_About this task_
Line by line, retype the data exactly as it is given.

_Given entries_
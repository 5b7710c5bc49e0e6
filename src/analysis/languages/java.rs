//! Java: access-modified classes, methods, annotations, packages.

use super::{BlockStyle, InheritanceStyle, LanguageSpec, VisibilityStyle};
use crate::analysis::ElementKind;

pub(super) fn spec() -> LanguageSpec {
    LanguageSpec::new("java", "Java")
        .single_comment("//")
        .multi_comment("/*", "*/")
        .blocks(BlockStyle::Braces)
        .visibility(VisibilityStyle::AccessKeywords)
        .inheritance(InheritanceStyle::ExtendsImplements)
        .rule(
            ElementKind::Class,
            r"^(\s*(?:public\s+|private\s+|protected\s+)?(?:static\s+)?(?:final\s+)?(?:abstract\s+)?class\s+(\w+))",
        )
        .rule(
            ElementKind::Interface,
            r"^(\s*(?:public\s+|private\s+|protected\s+)?interface\s+(\w+))",
        )
        .rule(
            ElementKind::Enum,
            r"^(\s*(?:public\s+|private\s+|protected\s+)?enum\s+(\w+))",
        )
        .rule(
            ElementKind::Function,
            r"^(\s*(?:public\s+|private\s+|protected\s+)?(?:static\s+)?(?:final\s+)?(?:synchronized\s+)?(?:native\s+)?(?:abstract\s+)?(?:<[^>]+>\s+)?(?:void|int|char|float|double|long|short|byte|boolean|String|Object|List|Map|Set|Optional|\w+(?:<[^>]*>)?)\s*(?:\[\])?\s+(\w+)\s*\()",
        )
        .rule(ElementKind::Import, r"^(\s*import\s+(?:static\s+)?(.+?);)")
        .rule(ElementKind::Module, r"^(\s*package\s+(.+?);)")
        .rule(ElementKind::Decorator, r"^(\s*@(\w[\w.]*(?:\([^)]*\))?))")
        .rule(
            ElementKind::Constant,
            r"^(\s*(?:public\s+|private\s+|protected\s+)?static\s+final\s+\w+\s+([A-Z_]\w*)\s*=)",
        )
}
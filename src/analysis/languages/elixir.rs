//! Elixir: `do ... end` blocks, protocols and implementations.

use super::{BlockStyle, LanguageSpec};
use crate::analysis::ElementKind;

pub(super) fn spec() -> LanguageSpec {
    LanguageSpec::new("elixir", "Elixir")
        .aliases(&["ex", "exs"])
        .single_comment("#")
        .blocks(BlockStyle::Terminator("end"))
        .indent_significant()
        .rule(ElementKind::Module, r"^(\s*defmodule\s+(\w[\w.]*))")
        .rule(
            ElementKind::Function,
            r"^(\s*(?:def|defp|defmacro|defmacrop)\s+(\w+))",
        )
        .rule(ElementKind::Protocol, r"^(\s*defprotocol\s+(\w[\w.]*))")
        .rule(ElementKind::Impl, r"^(\s*defimpl\s+(\w[\w.]*))")
        .rule(ElementKind::Struct, r"^(\s*defstruct\s+(.+))")
        .rule(
            ElementKind::Import,
            r"^(\s*(?:import|alias|use|require)\s+(.+))",
        )
}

_Solution to the exercise_
repository 5b7710c5bc49e0e6
filename src/analysis/languages/java.rs
//! Java: access-modified classes, methods, annotations, packages.

use super::{BlockStyle, InheritanceStyle, LanguageSpec, VisibilityStyle};
use crate::analysis::ElementKind;

pub(super) fn spec() -> LanguageSpec {
    LanguageSpec::new("java", "Java")
        .single_comment("//")
        .multi_comment("/*", "*/")
        .blocks(BlockStyle::Braces)
        .visibility(VisibilityStyle::AccessKeywords)
        .inheritance(InheritanceStyle::ExtendsImplements)
        .rule(
            ElementKind::Class,
            r"^(\s*(?:public\s+|private\s+|protected\s+)?(?:static\s+)?(?:final\s+)?(?:abstract\s+)?class\s+(\w+))",
        )
        .rule(
            ElementKind::Interface,
            r"^(\s*(?:public\s+|private\s+|protected\s+)?interface\s+(\w+))",
        )
        .rule(
            ElementKind::Enum,
            r"^(\s*(?:public\s+|private\s+|protected\s+)?enum\s+(\w+))",
        )
        .rule(
            ElementKind::Function,
            r"^(\s*(?:public\s+|private\s+|protected\s+)?(?:static\s+)?(?:final\s+)?(?:synchronized\s+)?(?:native\s+)?(?:abstract\s+)?(?:<[^>]+>\s+)?(?:void|int|char|float|double|long|short|byte|boolean|String|Object|List|Map|Set|Optional|\w+(?:<[^>]*>)?)\s*(?:\[\])?\s+(\w+)\s*\()",
        )
        .rule(ElementKind::Import, r"^(\s*import\s+(?:static\s+)?(.+?);)")
        .rule(ElementKind::Module, r"^(\s*package\s+(.+?);)")
        .rule(ElementKind::Decorator, r"^(\s*@(\w[\w.]*(?:\([^)]*\))?))")
        .rule(
            ElementKind::Constant,
            r"^(\s*(?:public\s+|private\s+|protected\s+)?static\s+final\s+\w+\s+([A-Z_]\w*)\s*=)",
        )
}
filename src/analysis/languages/elixir.rs
//! Elixir: `do ... end` blocks, protocols and implementations.

use super::{BlockStyle, LanguageSpec};
use crate::analysis::ElementKind;

pub(super) fn spec() -> LanguageSpec {
    LanguageSpec::new("elixir", "Elixir")
        .aliases(&["ex", "exs"])
        .single_comment("#")
        .blocks(BlockStyle::Terminator("end"))
        .indent_significant()
        .rule(ElementKind::Module, r"^(\s*defmodule\s+(\w[\w.]*))")
        .rule(
            ElementKind::Function,
            r"^(\s*(?:def|defp|defmacro|defmacrop)\s+(\w+))",
        )
        .rule(ElementKind::Protocol, r"^(\s*defprotocol\s+(\w[\w.]*))")
        .rule(ElementKind::Impl, r"^(\s*defimpl\s+(\w[\w.]*))")
        .rule(ElementKind::Struct, r"^(\s*defstruct\s+(.+))")
        .rule(
            ElementKind::Import,
            r"^(\s*(?:import|alias|use|require)\s+(.+))",
        )
}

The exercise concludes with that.